▶ [Exercise description] Give back every entry below, exactly as written.

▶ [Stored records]
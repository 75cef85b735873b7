//! Error types for the triage workspace.
//!
//! The wizard engine itself never fails: invalid requests are reported as
//! [`crate::wizard::InteractionResult::Blocked`]. Errors only arise at the
//! edges (catalog validation, configuration, report export).

use serde::Serialize;
use thiserror::Error;

/// A shared error type for the triage crates.
#[derive(Error, Debug, Clone, Serialize)]
pub enum TriageError {
    /// Entity not found error with type information
    #[error("Entity not found: {entity_type} '{id}'")]
    NotFound {
        entity_type: &'static str,
        id: String,
    },

    /// IO error (file system operations)
    #[error("IO error: {message}")]
    Io { message: String },

    /// Serialization/deserialization error
    #[error("Serialization error: {format} - {message}")]
    Serialization {
        format: String, // "TOML"
        message: String,
    },

    /// Configuration error
    #[error("Configuration error: {0}")]
    Config(String),

    /// Catalog failed validation
    #[error("Invalid catalog: {0}")]
    Catalog(String),

    /// Internal error (should not happen in normal operation)
    #[error("Internal error: {0}")]
    Internal(String),
}

impl TriageError {
    /// Creates a NotFound error
    pub fn not_found(entity_type: &'static str, id: impl Into<String>) -> Self {
        Self::NotFound {
            entity_type,
            id: id.into(),
        }
    }

    /// Creates an IO error
    pub fn io(message: impl Into<String>) -> Self {
        Self::Io {
            message: message.into(),
        }
    }

    /// Creates a Config error
    pub fn config(message: impl Into<String>) -> Self {
        Self::Config(message.into())
    }

    /// Creates a Catalog error
    pub fn catalog(message: impl Into<String>) -> Self {
        Self::Catalog(message.into())
    }

    /// Creates an Internal error
    pub fn internal(message: impl Into<String>) -> Self {
        Self::Internal(message.into())
    }

    pub fn is_not_found(&self) -> bool {
        matches!(self, Self::NotFound { .. })
    }

    pub fn is_io(&self) -> bool {
        matches!(self, Self::Io { .. })
    }

    pub fn is_serialization(&self) -> bool {
        matches!(self, Self::Serialization { .. })
    }

    pub fn is_config(&self) -> bool {
        matches!(self, Self::Config(_))
    }

    pub fn is_catalog(&self) -> bool {
        matches!(self, Self::Catalog(_))
    }
}

impl From<std::io::Error> for TriageError {
    fn from(err: std::io::Error) -> Self {
        Self::Io {
            message: format!("{} (kind: {:?})", err, err.kind()),
        }
    }
}

impl From<toml::de::Error> for TriageError {
    fn from(err: toml::de::Error) -> Self {
        Self::Serialization {
            format: "TOML".to_string(),
            message: err.to_string(),
        }
    }
}

impl From<toml::ser::Error> for TriageError {
    fn from(err: toml::ser::Error) -> Self {
        Self::Serialization {
            format: "TOML".to_string(),
            message: err.to_string(),
        }
    }
}

/// A type alias for `Result<T, TriageError>`.
pub type Result<T> = std::result::Result<T, TriageError>;
//! Plain-text report rendering.
//!
//! The report is a pure function of the session and the catalog: rendering
//! the same state twice yields byte-identical text.

use crate::catalog::Catalog;
use crate::session::Session;

/// File name hosts use when offering the report for download.
pub const DEFAULT_REPORT_FILE_NAME: &str = "symptom_report.txt";

const TITLE: &str = "Pharmacy First Report";
const NONE: &str = "None";

/// Renders the report for `session`.
///
/// Returns `None` while no condition is selected (or the selected id is not
/// part of `catalog`).
pub fn render(session: &Session, catalog: &Catalog) -> Option<String> {
    let condition = session
        .selected_condition
        .as_deref()
        .and_then(|id| catalog.get(id))?;
    let inputs = &session.user_inputs;

    let gender = inputs
        .gender
        .map(|g| g.to_string())
        .unwrap_or_else(|| "Not specified".to_string());

    let lines = [
        TITLE.to_string(),
        String::new(),
        format!("Condition: {}", condition.name),
        format!("Symptoms: {}", join_inline(session.selected_symptoms.iter())),
        format!("Age: {}", inputs.age.trim()),
        format!("Gender: {gender}"),
        format!("Pregnant: {}", if inputs.pregnant { "Yes" } else { "No" }),
        format!(
            "Red Flags: {}",
            join_inline(inputs.selected_red_flags.iter())
        ),
        String::new(),
        "Over-the-counter (OTC) Treatments:".to_string(),
        join_lines(&condition.otc_options),
        String::new(),
        "When to Seek Medical Attention:".to_string(),
        join_lines(&condition.escalation_criteria),
    ];

    Some(lines.join("\n"))
}

fn join_inline<'a>(items: impl Iterator<Item = &'a String>) -> String {
    let joined = items.map(String::as_str).collect::<Vec<_>>().join(", ");
    if joined.is_empty() {
        NONE.to_string()
    } else {
        joined
    }
}

fn join_lines(items: &[String]) -> String {
    if items.is_empty() {
        NONE.to_string()
    } else {
        items.join("\n")
    }
}
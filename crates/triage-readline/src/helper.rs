use std::borrow::Cow::{self, Borrowed, Owned};

use colored::Colorize;
use rustyline::completion::{Completer, Pair};
use rustyline::highlight::Highlighter;
use rustyline::hint::Hinter;
use rustyline::validate::Validator;
use rustyline::{Context, Helper};

use crate::commands::KEYWORDS;

/// CLI helper for rustyline that provides completion, highlighting, and hints.
///
/// Keywords complete at the start of the line; catalog symptoms complete
/// after a leading `+`.
#[derive(Clone)]
pub struct CliHelper {
    commands: Vec<String>,
    symptoms: Vec<String>,
}

impl CliHelper {
    pub fn new(symptoms: Vec<String>) -> Self {
        Self {
            commands: KEYWORDS.iter().map(|k| k.to_string()).collect(),
            symptoms,
        }
    }

    fn candidates<'a>(&'a self, line: &str) -> (usize, Box<dyn Iterator<Item = &'a String> + 'a>) {
        match line.strip_prefix('+') {
            Some(partial) => {
                let partial = partial.trim_start().to_lowercase();
                let start = line.len() - line.trim_start_matches('+').trim_start().len();
                let matches = self
                    .symptoms
                    .iter()
                    .filter(move |s| s.to_lowercase().starts_with(&partial));
                (start, Box::new(matches))
            }
            None => {
                let line = line.to_string();
                let matches = self
                    .commands
                    .iter()
                    .filter(move |cmd| !line.contains(' ') && cmd.starts_with(&line));
                (0, Box::new(matches))
            }
        }
    }
}

impl Helper for CliHelper {}

impl Completer for CliHelper {
    type Candidate = Pair;

    fn complete(
        &self,
        line: &str,
        pos: usize,
        _ctx: &Context<'_>,
    ) -> rustyline::Result<(usize, Vec<Pair>)> {
        let line = &line[..pos];
        if line.is_empty() {
            return Ok((0, vec![]));
        }

        let (start, matches) = self.candidates(line);
        let candidates = matches
            .map(|item| Pair {
                display: item.clone(),
                replacement: item.clone(),
            })
            .collect();
        Ok((start, candidates))
    }
}

impl Highlighter for CliHelper {
    fn highlight<'l>(&self, line: &'l str, _pos: usize) -> Cow<'l, str> {
        if line.starts_with('+') {
            Owned(line.bright_cyan().to_string())
        } else {
            Borrowed(line)
        }
    }

    fn highlight_hint<'h>(&self, hint: &'h str) -> Cow<'h, str> {
        Owned(hint.bright_black().to_string())
    }

    fn highlight_char(&self, _line: &str, _pos: usize, _forced: bool) -> bool {
        true
    }
}

impl Hinter for CliHelper {
    type Hint = String;

    fn hint(&self, line: &str, pos: usize, _ctx: &Context<'_>) -> Option<String> {
        if pos < line.len() || line.is_empty() {
            return None;
        }

        // Hints are accepted verbatim, so the typed prefix must already match
        // the catalog spelling exactly.
        let (start, mut matches) = self.candidates(line);
        let typed = &line[start..];
        matches
            .find(|item| item.len() > typed.len() && item.starts_with(typed))
            .map(|item| item[typed.len()..].to_string())
    }
}

impl Validator for CliHelper {}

▶ [Solution for this problem]
repository 75cef85b735873b7
//! Error types for the triage workspace.
//!
//! The wizard engine itself never fails: invalid requests are reported as
//! [`crate::wizard::InteractionResult::Blocked`]. Errors only arise at the
//! edges (catalog validation, configuration, report export).

use serde::Serialize;
use thiserror::Error;

/// A shared error type for the triage crates.
#[derive(Error, Debug, Clone, Serialize)]
pub enum TriageError {
    /// Entity not found error with type information
    #[error("Entity not found: {entity_type} '{id}'")]
    NotFound {
        entity_type: &'static str,
        id: String,
    },

    /// IO error (file system operations)
    #[error("IO error: {message}")]
    Io { message: String },

    /// Serialization/deserialization error
    #[error("Serialization error: {format} - {message}")]
    Serialization {
        format: String, // "TOML"
        message: String,
    },

    /// Configuration error
    #[error("Configuration error: {0}")]
    Config(String),

    /// Catalog failed validation
    #[error("Invalid catalog: {0}")]
    Catalog(String),

    /// Internal error (should not happen in normal operation)
    #[error("Internal error: {0}")]
    Internal(String),
}

impl TriageError {
    /// Creates a NotFound error
    pub fn not_found(entity_type: &'static str, id: impl Into<String>) -> Self {
        Self::NotFound {
            entity_type,
            id: id.into(),
        }
    }

    /// Creates an IO error
    pub fn io(message: impl Into<String>) -> Self {
        Self::Io {
            message: message.into(),
        }
    }

    /// Creates a Config error
    pub fn config(message: impl Into<String>) -> Self {
        Self::Config(message.into())
    }

    /// Creates a Catalog error
    pub fn catalog(message: impl Into<String>) -> Self {
        Self::Catalog(message.into())
    }

    /// Creates an Internal error
    pub fn internal(message: impl Into<String>) -> Self {
        Self::Internal(message.into())
    }

    pub fn is_not_found(&self) -> bool {
        matches!(self, Self::NotFound { .. })
    }

    pub fn is_io(&self) -> bool {
        matches!(self, Self::Io { .. })
    }

    pub fn is_serialization(&self) -> bool {
        matches!(self, Self::Serialization { .. })
    }

    pub fn is_config(&self) -> bool {
        matches!(self, Self::Config(_))
    }

    pub fn is_catalog(&self) -> bool {
        matches!(self, Self::Catalog(_))
    }
}

impl From<std::io::Error> for TriageError {
    fn from(err: std::io::Error) -> Self {
        Self::Io {
            message: format!("{} (kind: {:?})", err, err.kind()),
        }
    }
}

impl From<toml::de::Error> for TriageError {
    fn from(err: toml::de::Error) -> Self {
        Self::Serialization {
            format: "TOML".to_string(),
            message: err.to_string(),
        }
    }
}

impl From<toml::ser::Error> for TriageError {
    fn from(err: toml::ser::Error) -> Self {
        Self::Serialization {
            format: "TOML".to_string(),
            message: err.to_string(),
        }
    }
}

/// A type alias for `Result<T, TriageError>`.
pub type Result<T> = std::result::Result<T, TriageError>;
//! Plain-text report rendering.
//!
//! The report is a pure function of the session and the catalog: rendering
//! the same state twice yields byte-identical text.

use crate::catalog::Catalog;
use crate::session::Session;

/// File name hosts use when offering the report for download.
pub const DEFAULT_REPORT_FILE_NAME: &str = "symptom_report.txt";

const TITLE: &str = "Pharmacy First Report";
const NONE: &str = "None";

/// Renders the report for `session`.
///
/// Returns `None` while no condition is selected (or the selected id is not
/// part of `catalog`).
pub fn render(session: &Session, catalog: &Catalog) -> Option<String> {
    let condition = session
        .selected_condition
        .as_deref()
        .and_then(|id| catalog.get(id))?;
    let inputs = &session.user_inputs;

    let gender = inputs
        .gender
        .map(|g| g.to_string())
        .unwrap_or_else(|| "Not specified".to_string());

    let lines = [
        TITLE.to_string(),
        String::new(),
        format!("Condition: {}", condition.name),
        format!("Symptoms: {}", join_inline(session.selected_symptoms.iter())),
        format!("Age: {}", inputs.age.trim()),
        format!("Gender: {gender}"),
        format!("Pregnant: {}", if inputs.pregnant { "Yes" } else { "No" }),
        format!(
            "Red Flags: {}",
            join_inline(inputs.selected_red_flags.iter())
        ),
        String::new(),
        "Over-the-counter (OTC) Treatments:".to_string(),
        join_lines(&condition.otc_options),
        String::new(),
        "When to Seek Medical Attention:".to_string(),
        join_lines(&condition.escalation_criteria),
    ];

    Some(lines.join("\n"))
}

fn join_inline<'a>(items: impl Iterator<Item = &'a String>) -> String {
    let joined = items.map(String::as_str).collect::<Vec<_>>().join(", ");
    if joined.is_empty() {
        NONE.to_string()
    } else {
        joined
    }
}

fn join_lines(items: &[String]) -> String {
    if items.is_empty() {
        NONE.to_string()
    } else {
        items.join("\n")
    }
}
filename crates/triage-readline/src/helper.rs
use std::borrow::Cow::{self, Borrowed, Owned};

use colored::Colorize;
use rustyline::completion::{Completer, Pair};
use rustyline::highlight::Highlighter;
use rustyline::hint::Hinter;
use rustyline::validate::Validator;
use rustyline::{Context, Helper};

use crate::commands::KEYWORDS;

/// CLI helper for rustyline that provides completion, highlighting, and hints.
///
/// Keywords complete at the start of the line; catalog symptoms complete
/// after a leading `+`.
#[derive(Clone)]
pub struct CliHelper {
    commands: Vec<String>,
    symptoms: Vec<String>,
}

impl CliHelper {
    pub fn new(symptoms: Vec<String>) -> Self {
        Self {
            commands: KEYWORDS.iter().map(|k| k.to_string()).collect(),
            symptoms,
        }
    }

    fn candidates<'a>(&'a self, line: &str) -> (usize, Box<dyn Iterator<Item = &'a String> + 'a>) {
        match line.strip_prefix('+') {
            Some(partial) => {
                let partial = partial.trim_start().to_lowercase();
                let start = line.len() - line.trim_start_matches('+').trim_start().len();
                let matches = self
                    .symptoms
                    .iter()
                    .filter(move |s| s.to_lowercase().starts_with(&partial));
                (start, Box::new(matches))
            }
            None => {
                let line = line.to_string();
                let matches = self
                    .commands
                    .iter()
                    .filter(move |cmd| !line.contains(' ') && cmd.starts_with(&line));
                (0, Box::new(matches))
            }
        }
    }
}

impl Helper for CliHelper {}

impl Completer for CliHelper {
    type Candidate = Pair;

    fn complete(
        &self,
        line: &str,
        pos: usize,
        _ctx: &Context<'_>,
    ) -> rustyline::Result<(usize, Vec<Pair>)> {
        let line = &line[..pos];
        if line.is_empty() {
            return Ok((0, vec![]));
        }

        let (start, matches) = self.candidates(line);
        let candidates = matches
            .map(|item| Pair {
                display: item.clone(),
                replacement: item.clone(),
            })
            .collect();
        Ok((start, candidates))
    }
}

impl Highlighter for CliHelper {
    fn highlight<'l>(&self, line: &'l str, _pos: usize) -> Cow<'l, str> {
        if line.starts_with('+') {
            Owned(line.bright_cyan().to_string())
        } else {
            Borrowed(line)
        }
    }

    fn highlight_hint<'h>(&self, hint: &'h str) -> Cow<'h, str> {
        Owned(hint.bright_black().to_string())
    }

    fn highlight_char(&self, _line: &str, _pos: usize, _forced: bool) -> bool {
        true
    }
}

impl Hinter for CliHelper {
    type Hint = String;

    fn hint(&self, line: &str, pos: usize, _ctx: &Context<'_>) -> Option<String> {
        if pos < line.len() || line.is_empty() {
            return None;
        }

        // Hints are accepted verbatim, so the typed prefix must already match
        // the catalog spelling exactly.
        let (start, mut matches) = self.candidates(line);
        let typed = &line[start..];
        matches
            .find(|item| item.len() > typed.len() && item.starts_with(typed))
            .map(|item| item[typed.len()..].to_string())
    }
}

impl Validator for CliHelper {}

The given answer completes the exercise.